Introduction: Calzone v. Missouri Ethics Commission, decided an issue of first impression holding that an unpaid person who participates in political activity with respect to legislation in Missouri is required to register as a lobbyist under Missouri Ethics laws. This case is of great importance to local government employees and officials since they need to know if they have to register as a lobbyist under Missouri law.

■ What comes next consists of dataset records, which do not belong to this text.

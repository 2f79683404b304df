//! In-memory client for unit tests.

use std::sync::atomic::{AtomicBool, Ordering};
use std::sync::Mutex;

use chrono::NaiveDate;

use super::{ClientError, ClientResult, EntityClient};
use crate::history::older_than_cutoff;
use crate::models::{Medicine, Patient, Prescription};

#[derive(Default)]
struct MockState {
    patients: Vec<Patient>,
    medicines: Vec<Medicine>,
    prescriptions: Vec<Prescription>,
    next_id: i64,
}

impl MockState {
    fn next_id(&mut self) -> i64 {
        self.next_id += 1;
        self.next_id
    }
}

/// Records every call and can be told to fail reads or writes.
pub(crate) struct MockClient {
    state: Mutex<MockState>,
    calls: Mutex<Vec<&'static str>>,
    fail_reads: AtomicBool,
    fail_writes: AtomicBool,
    /// Return every prescription of the patient from history queries,
    /// ignoring the requested filter
    unfiltered_history: AtomicBool,
    today: NaiveDate,
}

impl MockClient {
    pub fn new() -> Self {
        Self::on(NaiveDate::from_ymd_opt(2024, 6, 15).unwrap())
    }

    pub fn on(today: NaiveDate) -> Self {
        Self {
            state: Mutex::new(MockState::default()),
            calls: Mutex::new(Vec::new()),
            fail_reads: AtomicBool::new(false),
            fail_writes: AtomicBool::new(false),
            unfiltered_history: AtomicBool::new(false),
            today,
        }
    }

    pub fn add_patient(&self, mut patient: Patient) -> Patient {
        let mut state = self.state.lock().unwrap();
        patient.id = Some(state.next_id());
        state.patients.push(patient.clone());
        patient
    }

    pub fn add_medicine(&self, mut medicine: Medicine) -> Medicine {
        let mut state = self.state.lock().unwrap();
        medicine.id = Some(state.next_id());
        state.medicines.push(medicine.clone());
        medicine
    }

    pub fn add_prescription(&self, mut prescription: Prescription) -> Prescription {
        let mut state = self.state.lock().unwrap();
        let id = state.next_id();
        prescription.id = Some(id);
        prescription.prescription_id = Some(format!("RX{:06}", id));
        state.prescriptions.push(prescription.clone());
        prescription
    }

    pub fn prescriptions(&self) -> Vec<Prescription> {
        self.state.lock().unwrap().prescriptions.clone()
    }

    pub fn set_fail_reads(&self, fail: bool) {
        self.fail_reads.store(fail, Ordering::SeqCst);
    }

    pub fn set_fail_writes(&self, fail: bool) {
        self.fail_writes.store(fail, Ordering::SeqCst);
    }

    pub fn set_unfiltered_history(&self, unfiltered: bool) {
        self.unfiltered_history.store(unfiltered, Ordering::SeqCst);
    }

    pub fn calls(&self) -> Vec<&'static str> {
        self.calls.lock().unwrap().clone()
    }

    pub fn call_count(&self, name: &str) -> usize {
        self.calls().iter().filter(|c| **c == name).count()
    }

    fn read(&self, name: &'static str) -> ClientResult<()> {
        self.calls.lock().unwrap().push(name);
        if self.fail_reads.load(Ordering::SeqCst) {
            return Err(ClientError::Connection("mock".into()));
        }
        Ok(())
    }

    fn write(&self, name: &'static str) -> ClientResult<()> {
        self.calls.lock().unwrap().push(name);
        if self.fail_writes.load(Ordering::SeqCst) {
            return Err(ClientError::Server {
                status: 500,
                body: "mock failure".into(),
            });
        }
        Ok(())
    }

    fn history<F>(&self, patient_id: i64, keep: F) -> Vec<Prescription>
    where
        F: Fn(&Prescription) -> bool,
    {
        let unfiltered = self.unfiltered_history.load(Ordering::SeqCst);
        self.state
            .lock()
            .unwrap()
            .prescriptions
            .iter()
            .filter(|p| p.patient_id == patient_id && (unfiltered || keep(p)))
            .cloned()
            .collect()
    }
}

fn not_found(kind: &str, id: i64) -> ClientError {
    ClientError::NotFound(format!("{} {}", kind, id))
}

impl EntityClient for MockClient {
    fn list_patients(&self) -> ClientResult<Vec<Patient>> {
        self.read("list_patients")?;
        Ok(self.state.lock().unwrap().patients.clone())
    }

    fn get_patient(&self, id: i64) -> ClientResult<Option<Patient>> {
        self.read("get_patient")?;
        let state = self.state.lock().unwrap();
        Ok(state.patients.iter().find(|p| p.id == Some(id)).cloned())
    }

    fn create_patient(&self, patient: &Patient) -> ClientResult<Patient> {
        self.write("create_patient")?;
        Ok(self.add_patient(patient.clone()))
    }

    fn update_patient(&self, id: i64, patient: &Patient) -> ClientResult<Patient> {
        self.write("update_patient")?;
        let mut state = self.state.lock().unwrap();
        let slot = state
            .patients
            .iter_mut()
            .find(|p| p.id == Some(id))
            .ok_or_else(|| not_found("patient", id))?;
        *slot = Patient {
            id: Some(id),
            ..patient.clone()
        };
        Ok(slot.clone())
    }

    fn delete_patient(&self, id: i64) -> ClientResult<()> {
        self.write("delete_patient")?;
        let mut state = self.state.lock().unwrap();
        let before = state.patients.len();
        state.patients.retain(|p| p.id != Some(id));
        if state.patients.len() == before {
            return Err(not_found("patient", id));
        }
        Ok(())
    }

    fn list_medicines(&self) -> ClientResult<Vec<Medicine>> {
        self.read("list_medicines")?;
        Ok(self.state.lock().unwrap().medicines.clone())
    }

    fn get_medicine(&self, id: i64) -> ClientResult<Option<Medicine>> {
        self.read("get_medicine")?;
        let state = self.state.lock().unwrap();
        Ok(state.medicines.iter().find(|m| m.id == Some(id)).cloned())
    }

    fn create_medicine(&self, medicine: &Medicine) -> ClientResult<Medicine> {
        self.write("create_medicine")?;
        Ok(self.add_medicine(medicine.clone()))
    }

    fn update_medicine(&self, id: i64, medicine: &Medicine) -> ClientResult<Medicine> {
        self.write("update_medicine")?;
        let mut state = self.state.lock().unwrap();
        let slot = state
            .medicines
            .iter_mut()
            .find(|m| m.id == Some(id))
            .ok_or_else(|| not_found("medicine", id))?;
        *slot = Medicine {
            id: Some(id),
            ..medicine.clone()
        };
        Ok(slot.clone())
    }

    fn delete_medicine(&self, id: i64) -> ClientResult<()> {
        self.write("delete_medicine")?;
        let mut state = self.state.lock().unwrap();
        let before = state.medicines.len();
        state.medicines.retain(|m| m.id != Some(id));
        if state.medicines.len() == before {
            return Err(not_found("medicine", id));
        }
        Ok(())
    }

    fn list_prescriptions(&self) -> ClientResult<Vec<Prescription>> {
        self.read("list_prescriptions")?;
        Ok(self.prescriptions())
    }

    fn get_prescription(&self, id: i64) -> ClientResult<Option<Prescription>> {
        self.read("get_prescription")?;
        let state = self.state.lock().unwrap();
        Ok(state.prescriptions.iter().find(|p| p.id == Some(id)).cloned())
    }

    fn create_prescription(&self, prescription: &Prescription) -> ClientResult<Prescription> {
        self.write("create_prescription")?;
        Ok(self.add_prescription(prescription.clone()))
    }

    fn update_prescription(
        &self,
        id: i64,
        prescription: &Prescription,
    ) -> ClientResult<Prescription> {
        self.write("update_prescription")?;
        let mut state = self.state.lock().unwrap();
        let slot = state
            .prescriptions
            .iter_mut()
            .find(|p| p.id == Some(id))
            .ok_or_else(|| not_found("prescription", id))?;
        let prescription_id = slot.prescription_id.clone();
        *slot = Prescription {
            id: Some(id),
            prescription_id,
            ..prescription.clone()
        };
        Ok(slot.clone())
    }

    fn delete_prescription(&self, id: i64) -> ClientResult<()> {
        self.write("delete_prescription")?;
        let mut state = self.state.lock().unwrap();
        let before = state.prescriptions.len();
        state.prescriptions.retain(|p| p.id != Some(id));
        if state.prescriptions.len() == before {
            return Err(not_found("prescription", id));
        }
        Ok(())
    }

    fn list_prescriptions_for_patient(&self, patient_id: i64) -> ClientResult<Vec<Prescription>> {
        self.read("list_prescriptions_for_patient")?;
        Ok(self.history(patient_id, |_| true))
    }

    fn search_prescriptions_by_date_range(
        &self,
        patient_id: i64,
        start: NaiveDate,
        end: NaiveDate,
    ) -> ClientResult<Vec<Prescription>> {
        self.read("search_prescriptions_by_date_range")?;
        Ok(self.history(patient_id, |p| {
            p.visit_date.is_some_and(|d| start <= d && d <= end)
        }))
    }

    fn list_prescriptions_older_than(
        &self,
        patient_id: i64,
        years: u32,
    ) -> ClientResult<Vec<Prescription>> {
        self.read("list_prescriptions_older_than")?;
        let cutoff = older_than_cutoff(self.today, years);
        Ok(self.history(patient_id, |p| p.visit_date.is_some_and(|d| d < cutoff)))
    }
}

Facts and Procedure: Ron Calzone, is the incorporator, president (the sole officer), director, registered agent, and one of three members of the Board of Directors (the “Board”) of Missouri First, Inc. (“Missouri First”). Missouri First is a non-profit organization, and its charter states that it uses legislative lobbying to influence public policy, mobilize the public, and meet Missouri First’s objectives. On its website, it also states that “there is strength in numbers” when lobbying and solicits new members to help further advance Missouri First’s legislative agenda.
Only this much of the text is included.